Michelle Newby is contributing editor at Lone Star Literary Life, reviewer for Foreword Reviews, freelance writer, member of the National Book Critics Circle, and blogger at www.TexasBookLover.com. Her reviews appear or are forthcoming in Pleiades Magazine, Rain Taxi, World Literature Today, South85 Journal, The Review Review, Concho River Review, Monkeybicycle, Mosaic Literary Magazine, Atticus Review, and The Collagist.
Lone Star Book Reviews
of Texas books appear weekly
at LoneStarLiterary.com

FICTION
Chitra Banerjee Divakaruni
Simon & Schuster
Hardcover, 978-1-4767-9200-2 (also available as an ebook, audiobook, and on Audible), 224 pgs., $25.00
April 19, 2016
“What is more painful, the misplaced past or the runaway future?”
It’s 1995 and Sabitri, in questionable health, has retired to her ancestral village in India.
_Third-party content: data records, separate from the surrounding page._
//! # Parser State Management
//!
//! Core infrastructure for the parser combinators:
//! - **ParseState**: token stream position, backtracking, and error tracking
//! - **ParseError**: structured error type for parse failures
//! - **Parser trait**: generic interface for all parsers
//!
//! ## Backtracking
//!
//! Combinators try alternative parses and fall back when they fail:
//!
//! ```text
//! let pos = state.position();     // Save current position
//! match parser.parse(state) {
//!     Ok(result) => result,
//!     Err(_) => {
//!         state.restore(pos);     // Restore and try next alternative
//!         alternative.parse(state)
//!     }
//! }
//! ```
//!
//! ## Furthest-error tracking
//!
//! When alternatives fail, the error worth reporting is usually the one at
//! the furthest position the parser reached before giving up. `ParseState`
//! records that error (merging `expected` lists for failures at the same
//! position) so the entry points in [`crate::parser::grammar`] can surface
//! it instead of whichever alternative happened to fail last.
//!
//! ## ParseError Design
//!
//! `ParseError` captures:
//!
//! - **message**: Human-readable error description
//! - **span**: Source location for error reporting
//! - **expected**: List of expected tokens/constructs
//! - **found**: What was actually found (if available)
//!
//! This enables error messages like:
//!
//! ```text
//! expected identifier or '(', found '123'
//! ```

use lachs::Span;

use crate::lexer::Token;

/// Structured parse error with context information.
///
/// Captures detailed information about why parsing failed, enabling rich
/// error messages with source location and helpful suggestions.
///
/// # Fields
///
/// * `message` - Human-readable error description
/// * `span` - Optional source location for error reporting
/// * `expected` - List of what tokens/constructs were expected
/// * `found` - What was actually found (if available)
///
/// # Example
///
/// ```text
/// ParseError {
///     message: "unexpected token",
///     expected: vec!["identifier", "'('"],
///     found: Some("integer '123'"),
///     span: Some(10:5)
/// }
/// ```
#[derive(Debug, Clone)]
pub struct ParseError {
    pub message: String,
    pub span: Option<Box<Span>>,
    pub expected: Vec<String>,
    pub found: Option<String>,
}

impl ParseError {
    /// Create a new parse error with a message.
    ///
    /// # Arguments
    ///
    /// * `msg` - Error message (anything that can be converted to String)
    ///
    /// # Returns
    ///
    /// A new `ParseError` with the given message and no other context
    ///
    /// # Example
    ///
    /// ```text
    /// let err = ParseError::new("expected end of input");
    /// ```
    pub fn new(msg: impl Into<String>) -> Self {
        Self {
            message: msg.into(),
            span: None,
            expected: vec![],
            found: None,
        }
    }

    /// Add an expected token/construct to this error.
    ///
    /// Used to build up error messages like "expected A, B, or C".
    ///
    /// # Arguments
    ///
    /// * `what` - Description of what was expected
    ///
    /// # Returns
    ///
    /// Self for method chaining
    ///
    /// # Example
    ///
    /// ```text
    /// ParseError::new("unexpected token")
    ///     .expected("identifier")
    ///     .expected("'('")
    /// ```
    pub fn expected(mut self, what: impl Into<String>) -> Self {
        self.expected.push(what.into());
        self
    }

    /// Set what was actually found.
    ///
    /// # Arguments
    ///
    /// * `what` - Description of what was found (e.g., a token description)
    ///
    /// # Returns
    ///
    /// Self for method chaining
    pub fn found(mut self, what: impl Into<String>) -> Self {
        self.found = Some(what.into());
        self
    }

    /// Set source location for this error.
    ///
    /// # Arguments
    ///
    /// * `span` - Source span (line/column information)
    ///
    /// # Returns
    ///
    /// Self for method chaining
    pub fn at(mut self, span: Span) -> Self {
        self.span = Some(Box::new(span));
        self
    }

    /// Merge expected tokens from another error.
    ///
    /// Used when combining alternative parsers - if both alternatives fail,
    /// we merge their "expected" lists to show all possibilities.
    ///
    /// # Arguments
    ///
    /// * `other` - The error whose expected list is merged into this one
    ///
    /// # Returns
    ///
    /// Self with the union of both expected lists
    ///
    /// # Example
    ///
    /// ```text
    /// // Parser 1 fails: expected "integer"
    /// // Parser 2 fails: expected "string"
    /// // Merged: expected "integer" or "string"
    /// ```
    pub fn merge_expected(mut self, other: &ParseError) -> Self {
        for exp in &other.expected {
            if !self.expected.contains(exp) {
                self.expected.push(exp.clone());
            }
        }
        self
    }
}

impl std::fmt::Display for ParseError {
    fn fmt(&self, f: &mut std::fmt::Formatter<'_>) -> std::fmt::Result {
        let msg = if !self.expected.is_empty() {
            let expected_str = if self.expected.len() == 1 {
                self.expected[0].clone()
            } else {
                let (last, rest) = self.expected.split_last().unwrap();
                format!("{} or {}", rest.join(", "), last)
            };
            match &self.found {
                Some(found) => format!("expected {}, found {}", expected_str, found),
                None => format!("expected {}", expected_str),
            }
        } else {
            self.message.clone()
        };

        // If we have span info, render with source context
        if let Some(span) = &self.span {
            write!(f, "{}", span.to_string(&msg))
        } else {
            write!(f, "Parse error: {}", msg)
        }
    }
}

impl std::error::Error for ParseError {}

/// Result type for parse operations.
///
/// A convenience alias for `Result<T, ParseError>` used throughout
/// the parser combinator library.
pub type ParseResult<T> = Result<T, ParseError>;

/// Parser state: token stream, position, and error tracking.
///
/// `ParseState` is a mutable context that all parsers operate on.
/// It maintains the current position in the token stream, supports
/// backtracking, and tracks the furthest parse error.
///
/// # Fields
///
/// * `tokens` - The complete token stream being parsed
/// * `index` - Current position in the token stream (next token to consume)
/// * `furthest_error` - Error at the furthest position reached (for error reporting)
///
/// # Example Usage
///
/// ```text
/// let mut state = ParseState::new(tokens);
///
/// let pos = state.position();  // Save position for backtracking
/// match parser.parse(&mut state) {
///     Ok(result) => result,
///     Err(_) => {
///         state.restore(pos);  // Restore and try alternative
///         alternative.parse(&mut state)
///     }
/// }
/// ```
pub struct ParseState {
    /// The complete token stream being parsed
    tokens: Vec<Token>,

    /// Current position in the token stream (index of next token to read)
    index: usize,

    /// Error at the furthest position reached during parsing
    ///
    /// We track the furthest error because the "real" parse error is
    /// usually at the furthest point the parser was able to read before
    /// failing completely.
    furthest_error: Option<(usize, ParseError)>,
}

impl ParseState {
    /// Create a new parse state from a token stream.
    ///
    /// # Arguments
    ///
    /// * `tokens` - Complete token stream from the lexer
    ///
    /// # Returns
    ///
    /// A new `ParseState` initialized to parse from the beginning of the stream
    ///
    /// # Example
    ///
    /// ```text
    /// let tokens = Token::lex("let x = 42 in x")?;
    /// let mut state = ParseState::new(tokens);
    /// ```
    pub fn new(tokens: Vec<Token>) -> Self {
        Self {
            tokens,
            index: 0,
            furthest_error: None,
        }
    }

    /// Consume and return the next token.
    ///
    /// Advances the position in the token stream by one and returns
    /// the token that was consumed.
    ///
    /// # Returns
    ///
    /// `Some(token)` if there are more tokens to consume
    /// `None` if at the end of the token stream
    pub fn advance(&mut self) -> Option<Token> {
        if self.has_next() {
            let token = self.tokens[self.index].clone();
            self.index += 1;
            Some(token)
        } else {
            None
        }
    }

    /// Peek at the next token without consuming it.
    ///
    /// # Returns
    ///
    /// `Some(&token)` - Reference to the next token (if any remain)
    /// `None` - If at the end of the token stream
    ///
    /// # Example
    ///
    /// ```text
    /// if let Some(Token::Ident(_)) = state.peek() {
    ///     // Next token is an identifier, but we haven't consumed it yet
    /// }
    /// ```
    pub fn peek(&self) -> Option<&Token> {
        self.tokens.get(self.index)
    }

    /// Check if there are more tokens to consume.
    ///
    /// # Returns
    ///
    /// `true` if there are tokens remaining, `false` otherwise
    pub fn has_next(&self) -> bool {
        self.index < self.tokens.len()
    }

    /// Get the current position in the token stream.
    ///
    /// # Returns
    ///
    /// Current index (position of next token to consume)
    ///
    /// # Usage
    ///
    /// Used with `restore()` to implement backtracking:
    ///
    /// ```text
    /// let pos = state.position();
    /// // ... attempt to parse ...
    /// state.restore(pos);  // Backtrack to saved position
    /// ```
    pub fn position(&self) -> usize {
        self.index
    }

    /// Restore the parser to a previous position.
    ///
    /// Used for backtracking - if a parser fails, we restore
    /// the state to allow an alternative parser to try from
    /// the same position.
    ///
    /// # Arguments
    ///
    /// * `position` - Position to restore to (from `position()`)
    pub fn restore(&mut self, position: usize) {
        self.index = position;
    }

    /// Record an error, keeping track of the furthest position reached.
    ///
    /// Callers record errors at the position of the failing token, so the
    /// current index must still point at that token when this is called.
    ///
    /// # Arguments
    ///
    /// * `error` - The parse error to record
    ///
    /// # Furthest Error Logic
    ///
    /// ```text
    /// state.record_error(err1)  // At position 5
    /// state.record_error(err2)  // At position 10 - becomes new furthest
    /// state.record_error(err3)  // At position 10 - merged with err2
    /// state.record_error(err4)  // At position 3 - ignored (not furthest)
    ///
    /// // Final furthest error is at position 10 (merged err2 and err3)
    /// ```
    pub fn record_error(&mut self, error: ParseError) {
        match &self.furthest_error {
            Some((pos, _)) if *pos > self.index => {
                // Keep the existing error if it's further along
            }
            Some((pos, existing)) if *pos == self.index => {
                let merged = existing.clone().merge_expected(&error);
                self.furthest_error = Some((self.index, merged));
            }
            _ => {
                self.furthest_error = Some((self.index, error));
            }
        }
    }

    /// Get the furthest error encountered during parsing.
    ///
    /// # Returns
    ///
    /// `Some(&error)` - The error at the furthest position
    /// `None` - If no errors were recorded
    pub fn furthest_error(&self) -> Option<&ParseError> {
        self.furthest_error.as_ref().map(|(_, e)| e)
    }

    /// Create an error at the current position with span info.
    ///
    /// Convenience function that creates a `ParseError` with
    /// source location information automatically attached.
    ///
    /// # Arguments
    ///
    /// * `message` - Error message
    ///
    /// # Returns
    ///
    /// A new `ParseError` positioned at the current token with appropriate
    /// `found` information
    pub fn error_here(&self, message: impl Into<String>) -> ParseError {
        let msg = message.into();
        match self.peek() {
            Some(tok) => ParseError::new(&msg).at(tok.pos()).found(tok.describe()),
            None => ParseError::new(msg).found("end of input".to_string()),
        }
    }
}

/// Generic parser trait.
///
/// All parsers implement this trait, enabling a unified interface
/// for parser combinators. The trait is implemented for:
/// - Functions that take `&mut ParseState` and return `ParseResult<T>`
/// - Structs that wrap such functions
///
/// # Type Parameter
///
/// * `T` - The type of value produced by the parser (e.g., `Expression`)
pub trait Parser<T>: Sized {
    /// Parse from the given state.
    ///
    /// # Arguments
    ///
    /// * `state` - Mutable reference to the parse state
    ///
    /// # Returns
    ///
    /// `Ok(value)` if parsing succeeded
    /// `Err(ParseError)` if parsing failed
    fn parse(&self, state: &mut ParseState) -> ParseResult<T>;
}

/// Auto-implement Parser for functions matching the expected signature.
///
/// This enables any function that takes `&mut ParseState` and returns
/// `ParseResult<T>` to be used as a parser without explicit wrapping.
impl<T, F: Fn(&mut ParseState) -> ParseResult<T>> Parser<T> for F {
    fn parse(&self, state: &mut ParseState) -> ParseResult<T> {
        self(state)
    }
}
Receiving a desperate late-night phone call from her estranged daughter, Bela, in Houston, Texas, Sabitri begins a letter to her granddaughter, Tara, who has decided to drop out of college—but Sabitri dies before the letter is mailed. Fast forward to 1998: Tara has dropped out of college and is working in a thrift store in Houston, aimless and disconnected from her Indian heritage and a community that might offer her support, estranged from her mother and father, never knowing her grandmother.
Before We Visit the Goddess, the seventeenth book by American Book Award winner Chitra Banerjee Divakaruni, is about dislocation: from family, country, and history; and the inevitable conflict resulting from each successive generation’s refusal, or inability, to learn from the mistakes of the previous generation. These women have more in common than they know.
The plot is simple and would almost be a comedy of errors if the results weren’t so frequently tragic. The narrative, told by multiple characters and varying points of view—sometimes third person, other times first—is challenging as the flow is constantly interrupted by time and space, jumping around between the past, beginning in 1963, and ending up in the future, 2020; and between India, California, and Texas. On the other hand, this technique neatly mirrors the feelings of dislocation experienced by the diverse, well-developed characters. All of the principals are complex human beings in their successes and failures, provided with rich backstories and motivations.
Divakaruni’s Houston is a joy in all of its multiples: racial, ethnic, cultural. She pokes a little fun at the “suburban funhouse” of street names in the surrounding bedroom communities: “Austin Colony, Austin Glen, Austin Crossing.”
Divakaruni is adept at the just-right simile: the child Bela wakes from a fever in the hospital where “her mother’s face looms large over the bed, alarming as an out-of-orbit moon”; and when a young man who has recently suffered a heartbreak is asked out by a new man his “chest felt like it was too small to contain all the things knocking around inside it. Heart, lungs, excitement, a surge of blood like sorrow. The backwash of memories.”
With its embossed dust jacket, Before We Visit the Goddess is a physically beautiful book in which Divakaruni writes passionately, although sometimes sentimentally, about loss, regret, and the importance of communication and forgiveness. Though the ending is rather abrupt, it is satisfying and hopeful. We fail each other, not necessarily from selfishness, but from obliviousness and with the best of intentions.